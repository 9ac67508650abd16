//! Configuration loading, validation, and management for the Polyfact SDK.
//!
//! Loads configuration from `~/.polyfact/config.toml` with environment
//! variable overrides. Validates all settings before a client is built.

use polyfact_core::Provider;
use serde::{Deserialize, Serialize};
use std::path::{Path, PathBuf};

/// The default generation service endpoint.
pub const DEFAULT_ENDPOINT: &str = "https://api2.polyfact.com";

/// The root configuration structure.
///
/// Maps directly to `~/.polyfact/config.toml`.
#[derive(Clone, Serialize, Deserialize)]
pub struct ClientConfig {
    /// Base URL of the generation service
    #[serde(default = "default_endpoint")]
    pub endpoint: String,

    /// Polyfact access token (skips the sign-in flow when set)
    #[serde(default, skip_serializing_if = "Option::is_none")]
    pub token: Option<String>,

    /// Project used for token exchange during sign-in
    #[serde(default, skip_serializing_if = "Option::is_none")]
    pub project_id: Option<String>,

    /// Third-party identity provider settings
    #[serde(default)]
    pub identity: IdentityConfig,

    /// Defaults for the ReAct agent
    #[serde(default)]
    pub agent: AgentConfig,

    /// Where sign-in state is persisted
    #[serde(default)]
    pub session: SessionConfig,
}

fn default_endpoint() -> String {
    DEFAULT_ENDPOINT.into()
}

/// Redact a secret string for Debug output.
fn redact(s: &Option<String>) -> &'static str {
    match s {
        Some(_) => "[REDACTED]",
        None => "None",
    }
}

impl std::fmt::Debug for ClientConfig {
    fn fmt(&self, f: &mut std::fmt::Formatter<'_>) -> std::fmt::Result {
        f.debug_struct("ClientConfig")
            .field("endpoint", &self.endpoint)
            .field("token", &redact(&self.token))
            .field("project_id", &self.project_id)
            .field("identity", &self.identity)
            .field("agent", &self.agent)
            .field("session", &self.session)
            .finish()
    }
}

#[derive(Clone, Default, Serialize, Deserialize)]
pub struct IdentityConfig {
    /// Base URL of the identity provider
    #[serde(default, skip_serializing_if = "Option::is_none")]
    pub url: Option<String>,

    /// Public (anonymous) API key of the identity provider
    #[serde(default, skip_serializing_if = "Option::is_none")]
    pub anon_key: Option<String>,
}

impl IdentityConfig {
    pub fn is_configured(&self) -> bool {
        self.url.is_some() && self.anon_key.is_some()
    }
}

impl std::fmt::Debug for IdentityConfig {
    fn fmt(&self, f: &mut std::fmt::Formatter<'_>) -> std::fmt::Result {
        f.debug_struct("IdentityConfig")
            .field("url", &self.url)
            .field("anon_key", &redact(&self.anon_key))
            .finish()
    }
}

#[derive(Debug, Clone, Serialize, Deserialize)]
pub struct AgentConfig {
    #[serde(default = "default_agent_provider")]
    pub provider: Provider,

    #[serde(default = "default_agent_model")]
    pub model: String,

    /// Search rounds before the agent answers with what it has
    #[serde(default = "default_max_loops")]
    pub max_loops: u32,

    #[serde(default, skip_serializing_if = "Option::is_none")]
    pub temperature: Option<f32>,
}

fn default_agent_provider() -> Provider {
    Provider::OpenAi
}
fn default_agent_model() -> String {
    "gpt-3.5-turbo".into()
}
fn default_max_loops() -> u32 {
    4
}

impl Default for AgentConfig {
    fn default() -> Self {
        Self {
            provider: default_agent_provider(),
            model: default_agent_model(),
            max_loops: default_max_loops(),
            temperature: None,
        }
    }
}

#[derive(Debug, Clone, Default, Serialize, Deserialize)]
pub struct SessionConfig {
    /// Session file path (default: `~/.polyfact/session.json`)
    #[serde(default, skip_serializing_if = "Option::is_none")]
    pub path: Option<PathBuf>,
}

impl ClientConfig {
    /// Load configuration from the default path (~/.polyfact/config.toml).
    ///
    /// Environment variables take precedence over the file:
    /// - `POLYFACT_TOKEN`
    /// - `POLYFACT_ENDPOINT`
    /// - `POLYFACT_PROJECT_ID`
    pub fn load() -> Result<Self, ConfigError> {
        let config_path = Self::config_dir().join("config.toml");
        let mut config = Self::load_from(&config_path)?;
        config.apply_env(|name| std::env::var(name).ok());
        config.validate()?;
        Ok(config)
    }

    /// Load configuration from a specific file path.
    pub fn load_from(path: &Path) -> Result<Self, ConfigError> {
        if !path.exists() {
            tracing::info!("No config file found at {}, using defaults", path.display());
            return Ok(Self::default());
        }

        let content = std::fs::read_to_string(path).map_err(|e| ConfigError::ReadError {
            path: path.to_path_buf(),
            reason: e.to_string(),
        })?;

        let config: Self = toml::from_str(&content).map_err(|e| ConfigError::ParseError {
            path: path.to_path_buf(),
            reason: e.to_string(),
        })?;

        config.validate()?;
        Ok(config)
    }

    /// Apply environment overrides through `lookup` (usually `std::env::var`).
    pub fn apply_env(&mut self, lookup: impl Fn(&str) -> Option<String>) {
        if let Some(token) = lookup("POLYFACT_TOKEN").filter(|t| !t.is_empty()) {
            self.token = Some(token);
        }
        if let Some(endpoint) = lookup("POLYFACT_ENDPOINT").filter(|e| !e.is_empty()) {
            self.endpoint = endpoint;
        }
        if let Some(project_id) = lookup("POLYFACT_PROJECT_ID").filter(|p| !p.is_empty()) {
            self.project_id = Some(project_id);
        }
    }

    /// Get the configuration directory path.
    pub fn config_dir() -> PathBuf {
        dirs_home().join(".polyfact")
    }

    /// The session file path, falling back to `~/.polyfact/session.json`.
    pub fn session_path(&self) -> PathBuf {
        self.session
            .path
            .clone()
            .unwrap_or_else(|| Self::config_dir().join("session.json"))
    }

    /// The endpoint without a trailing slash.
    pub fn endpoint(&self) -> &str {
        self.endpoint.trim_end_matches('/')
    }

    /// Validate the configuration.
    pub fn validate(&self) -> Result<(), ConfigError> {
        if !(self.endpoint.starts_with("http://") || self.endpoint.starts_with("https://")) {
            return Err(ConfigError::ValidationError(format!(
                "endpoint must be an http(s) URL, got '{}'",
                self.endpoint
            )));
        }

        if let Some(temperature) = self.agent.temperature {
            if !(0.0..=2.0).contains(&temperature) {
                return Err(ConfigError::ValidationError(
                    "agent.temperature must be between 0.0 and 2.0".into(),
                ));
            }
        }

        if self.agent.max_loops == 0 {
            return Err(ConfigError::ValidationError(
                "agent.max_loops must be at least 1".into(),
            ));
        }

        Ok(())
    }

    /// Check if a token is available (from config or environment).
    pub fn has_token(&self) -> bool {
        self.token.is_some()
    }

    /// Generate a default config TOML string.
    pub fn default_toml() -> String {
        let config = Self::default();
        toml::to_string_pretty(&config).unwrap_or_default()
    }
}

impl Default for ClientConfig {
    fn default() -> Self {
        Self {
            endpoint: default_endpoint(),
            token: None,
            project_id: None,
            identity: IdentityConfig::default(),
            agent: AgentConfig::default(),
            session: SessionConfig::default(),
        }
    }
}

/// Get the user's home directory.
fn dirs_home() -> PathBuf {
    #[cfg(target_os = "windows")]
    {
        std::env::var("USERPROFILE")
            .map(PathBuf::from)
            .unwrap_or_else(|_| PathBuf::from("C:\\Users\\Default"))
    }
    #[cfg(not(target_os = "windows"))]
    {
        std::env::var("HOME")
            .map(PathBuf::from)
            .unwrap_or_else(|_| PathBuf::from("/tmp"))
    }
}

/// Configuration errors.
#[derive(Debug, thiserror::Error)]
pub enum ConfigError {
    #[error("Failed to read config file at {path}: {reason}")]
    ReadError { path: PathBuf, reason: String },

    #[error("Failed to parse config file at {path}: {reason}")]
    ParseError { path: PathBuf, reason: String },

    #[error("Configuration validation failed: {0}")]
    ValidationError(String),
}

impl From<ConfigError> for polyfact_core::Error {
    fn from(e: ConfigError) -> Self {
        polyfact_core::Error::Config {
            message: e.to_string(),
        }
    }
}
--
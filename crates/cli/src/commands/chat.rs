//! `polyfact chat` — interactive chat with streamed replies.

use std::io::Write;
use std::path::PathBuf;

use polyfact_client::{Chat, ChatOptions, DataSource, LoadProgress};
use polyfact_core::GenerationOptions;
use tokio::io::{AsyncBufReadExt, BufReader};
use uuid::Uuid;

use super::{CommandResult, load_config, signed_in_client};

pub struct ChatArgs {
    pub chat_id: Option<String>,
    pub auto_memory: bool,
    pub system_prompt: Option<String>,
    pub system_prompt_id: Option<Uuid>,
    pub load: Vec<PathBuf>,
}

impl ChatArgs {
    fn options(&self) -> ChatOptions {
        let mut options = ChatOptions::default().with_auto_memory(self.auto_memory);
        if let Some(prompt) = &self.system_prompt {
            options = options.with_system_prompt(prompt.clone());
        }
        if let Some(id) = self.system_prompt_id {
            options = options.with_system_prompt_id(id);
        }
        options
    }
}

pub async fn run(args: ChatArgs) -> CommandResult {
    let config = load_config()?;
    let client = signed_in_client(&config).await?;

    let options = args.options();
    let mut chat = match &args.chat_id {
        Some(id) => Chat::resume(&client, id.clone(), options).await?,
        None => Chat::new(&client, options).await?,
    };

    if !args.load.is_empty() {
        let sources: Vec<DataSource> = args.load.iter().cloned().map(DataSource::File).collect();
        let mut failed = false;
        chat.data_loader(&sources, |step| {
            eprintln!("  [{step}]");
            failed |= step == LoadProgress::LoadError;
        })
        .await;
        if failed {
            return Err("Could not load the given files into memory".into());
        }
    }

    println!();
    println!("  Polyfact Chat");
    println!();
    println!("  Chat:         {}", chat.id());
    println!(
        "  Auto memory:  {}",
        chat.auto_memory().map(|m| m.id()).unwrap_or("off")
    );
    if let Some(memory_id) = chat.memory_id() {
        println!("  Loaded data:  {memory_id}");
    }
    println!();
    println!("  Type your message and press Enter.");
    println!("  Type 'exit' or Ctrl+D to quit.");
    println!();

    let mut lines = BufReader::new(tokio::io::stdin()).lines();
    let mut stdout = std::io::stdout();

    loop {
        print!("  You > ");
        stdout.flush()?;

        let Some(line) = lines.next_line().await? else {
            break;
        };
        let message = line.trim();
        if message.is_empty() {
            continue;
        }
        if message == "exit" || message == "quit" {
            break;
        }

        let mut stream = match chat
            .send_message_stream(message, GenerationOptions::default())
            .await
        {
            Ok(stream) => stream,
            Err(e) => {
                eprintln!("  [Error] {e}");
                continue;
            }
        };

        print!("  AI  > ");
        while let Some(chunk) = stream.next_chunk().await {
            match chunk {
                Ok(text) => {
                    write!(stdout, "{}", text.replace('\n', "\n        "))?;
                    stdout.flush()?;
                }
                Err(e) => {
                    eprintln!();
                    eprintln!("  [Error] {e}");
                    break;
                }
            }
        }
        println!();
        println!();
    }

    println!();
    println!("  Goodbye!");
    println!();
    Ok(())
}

EXERCISE DESCRIPTION:
In the listing above, the lines from the one containing "if let Some(memory_id)" through the one containing "let mut lines" must be set down exactly, with no other lines.

ANSWER TO THE EXERCISE:
    if let Some(memory_id) = chat.memory_id() {
        println!("  Loaded data:  {memory_id}");
    }
    println!();
    println!("  Type your message and press Enter.");
    println!("  Type 'exit' or Ctrl+D to quit.");
    println!();

    let mut lines = BufReader::new(tokio::io::stdin()).lines();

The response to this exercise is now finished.